NRIs frequently insist on calculating the tax based on the property’s value. Section 195, on the other hand, states that the TDS is based on the property’s sale price. If the NRI is a tax defaulter, the department will hold the new owner liable for the past tax dues plus 12 percent interest. The new owner could be penalised as well.

To avoid legal complications later, one should have the tax calculated by a registered tax official and pay the dues on their own to avoid any discrepancy in figures.


Buy A Property From An NRI: Purchase a TAN.

Whether you are purchasing a property from a resident or a non-resident Indian. You must have a Tax Deduction and Collection Account Number (TAN), as stated in Section 195 of the ITA. If you initiate the transaction and deduct TDS without a TAN. The Income Tax department may levy a hefty penalty on you. It should also be noted that if the property is purchased jointly, all co-buyers must have TAN.


Make payment in NRO/NRE/FCNR accounts

NRIs frequently ask native residents to make payments in their Indian accounts to avoid legal complications. Claiming that it will be easier for them. However, it is best to withdraw from such negotiations and request their Non-Resident External (NRE). Non-Resident Ordinary (NRO), or Foreign Currency Non-Repatriable (FCNR) account information. This will protect you from any legal consequences.
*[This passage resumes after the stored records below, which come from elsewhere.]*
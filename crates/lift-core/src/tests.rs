//! Unit tests for lift-core primitives.

#[cfg(test)]
mod ids {
    use crate::{ElevatorId, PassengerId};

    #[test]
    fn index_roundtrip() {
        let id = ElevatorId(3);
        assert_eq!(id.index(), 3);
        assert_eq!(ElevatorId::try_from(3usize).unwrap(), id);
    }

    #[test]
    fn ordering() {
        assert!(ElevatorId(0) < ElevatorId(1));
        assert!(PassengerId(100) > PassengerId(99));
    }

    #[test]
    fn invalid_sentinels_are_max() {
        assert_eq!(ElevatorId::INVALID.0, u32::MAX);
        assert_eq!(PassengerId::INVALID.0, u64::MAX);
    }

    #[test]
    fn display() {
        assert_eq!(ElevatorId(7).to_string(), "ElevatorId(7)");
    }
}

#[cfg(test)]
mod time {
    use crate::Tick;

    #[test]
    fn tick_arithmetic() {
        let t = Tick(10);
        assert_eq!(t + 5, Tick(15));
        assert_eq!(t.offset(3), Tick(13));
        assert_eq!(Tick(15) - Tick(10), 5u64);
        assert_eq!(Tick(15).since(Tick(10)), 5u64);
    }

    #[test]
    fn zero_is_sentinel() {
        assert!(Tick::ZERO.is_unset());
        assert!(!Tick(1).is_unset());
    }

    #[test]
    fn display() {
        assert_eq!(Tick(42).to_string(), "T42");
    }
}

#[cfg(test)]
mod position {
    use crate::{Direction, Position};

    #[test]
    fn at_floor_is_at_target() {
        let p = Position::at_floor(4);
        assert!(p.is_at_target());
        assert_eq!(p.distance_to_target(), 0);
        assert_eq!(p.target_direction(), Direction::Stopped);
    }

    #[test]
    fn advance_normalizes_upwards() {
        let mut p = Position::at_floor(0);
        p.target_floor = 5;
        p.advance(2); // 0.2
        assert_eq!((p.current_floor, p.floor_up_position), (0, 2));
        p.advance(9); // 1.1
        assert_eq!((p.current_floor, p.floor_up_position), (1, 1));
        p.advance(29); // 4.0
        assert_eq!((p.current_floor, p.floor_up_position), (4, 0));
    }

    #[test]
    fn advance_normalizes_downwards() {
        let mut p = Position::at_floor(3);
        p.target_floor = 0;
        p.advance(-1); // 2.9
        assert_eq!((p.current_floor, p.floor_up_position), (2, 9));
        p.advance(-9); // 2.0
        assert_eq!((p.current_floor, p.floor_up_position), (2, 0));
        p.advance(-20); // 0.0
        assert_eq!((p.current_floor, p.floor_up_position), (0, 0));
        assert!(p.is_at_target());
    }

    #[test]
    fn distance_in_subfloor_units() {
        // Ascending: |target - current| * 10 - floor_up_position.
        let p = Position { current_floor: 1, floor_up_position: 3, target_floor: 4 };
        assert_eq!(p.distance_to_target(), (4 - 1) * 10 - 3);
        // Descending: (current - target) * 10 + floor_up_position.
        let q = Position { current_floor: 4, floor_up_position: 3, target_floor: 1 };
        assert_eq!(q.distance_to_target(), (4 - 1) * 10 + 3);
    }

    #[test]
    fn mid_floor_direction_uses_scaled_axis() {
        // Cabin half-way above its target's integer floor must read Down.
        let p = Position { current_floor: 2, floor_up_position: 5, target_floor: 2 };
        assert_eq!(p.target_direction(), Direction::Down);
        assert_eq!(p.distance_to_target(), 5);
        assert!(!p.is_at_target());
    }

    #[test]
    fn advance_towards_target_clamps_at_target() {
        // One unit short of the target at cruise speed: land exactly on it.
        let mut p = Position { current_floor: 4, floor_up_position: 9, target_floor: 5 };
        p.advance_towards_target(2);
        assert_eq!((p.current_floor, p.floor_up_position), (5, 0));
        assert!(p.is_at_target());

        // Same going down.
        let mut q = Position { current_floor: 2, floor_up_position: 1, target_floor: 2 };
        q.advance_towards_target(2);
        assert_eq!((q.current_floor, q.floor_up_position), (2, 0));
        assert!(q.is_at_target());
    }

    #[test]
    fn advance_towards_target_moves_in_heading() {
        let mut up = Position::at_floor(0);
        up.target_floor = 2;
        up.advance_towards_target(2);
        assert_eq!((up.current_floor, up.floor_up_position), (0, 2));

        let mut down = Position::at_floor(2);
        down.target_floor = 0;
        down.advance_towards_target(2);
        assert_eq!((down.current_floor, down.floor_up_position), (1, 8));

        let mut still = Position::at_floor(1);
        still.advance_towards_target(2);
        assert_eq!((still.current_floor, still.floor_up_position), (1, 0));
    }

    #[test]
    fn float_is_presentational() {
        let p = Position { current_floor: 2, floor_up_position: 5, target_floor: 7 };
        assert!((p.current_floor_float() - 2.5).abs() < f64::EPSILON);
    }
}

#[cfg(test)]
mod motion {
    use crate::{Direction, RunStatus};

    #[test]
    fn speeds() {
        assert_eq!(RunStatus::Stopped.speed(), 0);
        assert_eq!(RunStatus::StartUp.speed(), 1);
        assert_eq!(RunStatus::ConstantSpeed.speed(), 2);
        assert_eq!(RunStatus::StartDown.speed(), 1);
    }

    #[test]
    fn wire_strings() {
        assert_eq!(Direction::Up.as_str(), "up");
        assert_eq!(Direction::Stopped.to_string(), "stopped");
        assert_eq!(RunStatus::ConstantSpeed.as_str(), "constant_speed");
        assert_eq!(RunStatus::StartDown.to_string(), "start_down");
    }

    #[test]
    fn is_moving() {
        assert!(Direction::Up.is_moving());
        assert!(Direction::Down.is_moving());
        assert!(!Direction::Stopped.is_moving());
    }
}

#[cfg(test)]
mod config {
    use crate::BuildingConfig;

    fn cfg() -> BuildingConfig {
        BuildingConfig {
            floors_count:    8,
            elevators_count: 2,
            max_capacity:    10,
            energy_rates:    vec![1.0, 2.5],
            scenario:        "test".into(),
            duration:        1000,
        }
    }

    #[test]
    fn floor_bounds() {
        let c = cfg();
        assert!(c.is_valid_floor(0));
        assert!(c.is_valid_floor(7));
        assert!(!c.is_valid_floor(8));
        assert!(!c.is_valid_floor(-1));
        assert_eq!(c.top_floor(), 7);
    }

    #[test]
    fn energy_rate_defaults_past_table_end() {
        let c = cfg();
        assert_eq!(c.energy_rate(1), 2.5);
        assert_eq!(c.energy_rate(9), 1.0);
    }
}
The provided account details must also be mentioned in the sale deed.


Buy A Property From An NRI: Other noteworthy points include:

  • The seller must have a Permanent Account Number in order to complete a property transaction (PAN). So, before starting a transaction, always request the seller’s PAN.
  • Always request that the seller be present in India to complete the transaction. If the seller is unable to be present at the time of deal closure in front of the registrar. See if they have granted someone Power of Attorney (PoA) to carry out the transaction.
  • Determine whether the property has a single or multiple owners. If it is owned jointly, the payment is made in proportion to their share of the property. Paying a single owner may lead to future litigation.
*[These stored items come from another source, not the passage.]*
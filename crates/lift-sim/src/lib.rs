//! `lift-sim` — the deterministic tick pipeline of the liftsim simulator.
//!
//! # Four-phase tick
//!
//! ```text
//! for each tick:
//!   ① Status   — adopt queued targets, advance speed phases
//!   ② Arrivals — materialize due traffic onto the hall queues
//!   ③ Movement — advance cabins, observe deceleration and arrival
//!   ④ Stops    — alight, board, idle notifications
//! ```
//!
//! Cabins are visited in ascending id within every phase and no phase
//! consults a clock, RNG, or I/O, so a run is a pure function of
//! `(building, traffic, command sequence)` — byte-identical journals on
//! every replay.
//!
//! # Quick-start
//!
//! ```rust,ignore
//! use lift_sim::SimBuilder;
//!
//! let scenario = lift_traffic::load_scenario(path)?;
//! let mut sim = SimBuilder::new(scenario.building)
//!     .pattern(scenario.pattern)
//!     .build()?;
//! sim.go_to_floor(ElevatorId(0), 5, true)?;
//! let events = sim.step(20)?;
//! let report = sim.metrics();
//! ```

pub mod builder;
pub mod error;
pub mod events;
pub mod metrics;
pub mod pipeline;
pub mod state;


// ── Re-exports ────────────────────────────────────────────────────────────────

pub use builder::SimBuilder;
pub use error::{SimError, SimResult};
pub use events::{EventKind, SimulationEvent, StopReason};
pub use metrics::MetricsReport;
pub use pipeline::Sim;
pub use state::SimulationState;
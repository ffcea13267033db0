//! Strongly typed, zero-cost identifier wrappers.
//!
//! All IDs are `Copy + Ord + Hash` so they can be used as map keys and sorted
//! collection elements without ceremony.  The inner integer is `pub` to allow
//! direct indexing into `Vec`s via `id.0 as usize`, but callers should prefer
//! the `.index()` helpers for clarity.

use std::fmt;

/// Generate a typed ID wrapper around a primitive integer.
macro_rules! typed_id {
    ($(#[$attr:meta])* $vis:vis struct $name:ident($inner:ty);) => {
        $(#[$attr])*
        #[derive(Copy, Clone, PartialEq, Eq, Hash, PartialOrd, Ord, Debug)]
        #[cfg_attr(feature = "serde", derive(serde::Serialize, serde::Deserialize))]
        #[cfg_attr(feature = "serde", serde(transparent))]
        $vis struct $name(pub $inner);

        impl $name {
            /// Sentinel meaning "no valid ID" — the maximum inner value.
            pub const INVALID: $name = $name(<$inner>::MAX);

            /// Cast to `usize` for direct use as a `Vec` index.
            #[inline(always)]
            pub fn index(self) -> usize {
                self.0 as usize
            }
        }

        impl fmt::Display for $name {
            fn fmt(&self, f: &mut fmt::Formatter<'_>) -> fmt::Result {
                write!(f, "{}({})", stringify!($name), self.0)
            }
        }

        impl From<$name> for usize {
            #[inline(always)]
            fn from(id: $name) -> usize {
                id.0 as usize
            }
        }

        impl TryFrom<usize> for $name {
            type Error = std::num::TryFromIntError;
            fn try_from(n: usize) -> Result<$name, Self::Error> {
                <$inner>::try_from(n).map($name)
            }
        }
    };
}

typed_id! {
    /// Index of an elevator within the building, ascending from 0.
    pub struct ElevatorId(u32);
}

typed_id! {
    /// Identifier of a passenger, taken verbatim from the traffic scenario.
    /// `u64` because scenario generators are free to use sparse id spaces.
    pub struct PassengerId(u64);
}
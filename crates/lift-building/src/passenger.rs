//! Passenger lifecycle records.
//!
//! A passenger's status is never stored — it is derived from which of the
//! tick stamps have been set, so the record cannot drift out of sync with
//! itself:
//!
//! ```text
//! Waiting      pickup unset
//! InElevator   pickup set, dropoff unset
//! Completed    dropoff set, not cancelled
//! Cancelled    dropoff set, cancelled (forced completion only)
//! ```

use lift_core::{Direction, ElevatorId, PassengerId, Tick};

/// Derived lifecycle state.
#[derive(Copy, Clone, PartialEq, Eq, Debug)]
#[cfg_attr(feature = "serde", derive(serde::Serialize, serde::Deserialize))]
#[cfg_attr(feature = "serde", serde(rename_all = "snake_case"))]
pub enum PassengerStatus {
    Waiting,
    InElevator,
    Completed,
    Cancelled,
}

/// One passenger, from hall call to delivery (or cancellation).
#[derive(Clone, Debug, PartialEq)]
#[cfg_attr(feature = "serde", derive(serde::Serialize, serde::Deserialize))]
pub struct Passenger {
    pub id: PassengerId,
    pub origin: i32,
    pub destination: i32,

    /// Tick the passenger appeared on `origin`'s hall queue.
    pub arrive_tick: Tick,

    /// Tick the passenger boarded a cabin; `Tick::ZERO` until then.
    pub pickup_tick: Tick,

    /// Tick the passenger was delivered (or cancelled); `Tick::ZERO` until
    /// then.
    pub dropoff_tick: Tick,

    /// Cabin currently or last carrying the passenger.
    pub elevator_id: Option<ElevatorId>,

    /// Set only by forced completion at the scenario duration cutoff.
    pub cancelled: bool,
}

impl Passenger {
    /// A freshly arrived passenger, not yet picked up.
    pub fn new(id: PassengerId, origin: i32, destination: i32, arrive_tick: Tick) -> Self {
        Self {
            id,
            origin,
            destination,
            arrive_tick,
            pickup_tick:  Tick::ZERO,
            dropoff_tick: Tick::ZERO,
            elevator_id:  None,
            cancelled:    false,
        }
    }

    /// Derived lifecycle state (see module docs).
    pub fn status(&self) -> PassengerStatus {
        if self.cancelled {
            PassengerStatus::Cancelled
        } else if !self.dropoff_tick.is_unset() {
            PassengerStatus::Completed
        } else if !self.pickup_tick.is_unset() {
            PassengerStatus::InElevator
        } else {
            PassengerStatus::Waiting
        }
    }

    /// Direction of the hall call: up iff the destination is above the
    /// origin.  A degenerate same-floor entry calls down.
    pub fn call_direction(&self) -> Direction {
        if self.destination > self.origin {
            Direction::Up
        } else {
            Direction::Down
        }
    }

    /// Ticks spent waiting on the hall queue; `None` until picked up.
    pub fn floor_wait_time(&self) -> Option<u64> {
        (!self.pickup_tick.is_unset()).then(|| self.pickup_tick.since(self.arrive_tick))
    }

    /// Ticks from appearance to delivery; `None` until completed.
    /// Cancelled passengers report `None` — they were never delivered.
    pub fn arrival_wait_time(&self) -> Option<u64> {
        (self.status() == PassengerStatus::Completed)
            .then(|| self.dropoff_tick.since(self.arrive_tick))
    }
}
Penalties for failure to comply with Section 195

If a buyer fails to deduct TDS as require by Section 195, he is declared an assessee in default and is booked under Section 201 of the Income Tax Act. Here is a list of some of the most common penalties:


  • A penalty of Rs 10,000 is levied if a buyer fails to provide his/her TAN or PAN.
  • A 100 percent penalty will be impose if a buyer fails to deduct TDS in part or in full.
  • A Rs 100 per day penalty is imposed if the TDS return or Certification of Deduction is not filed within 15 days of the transaction.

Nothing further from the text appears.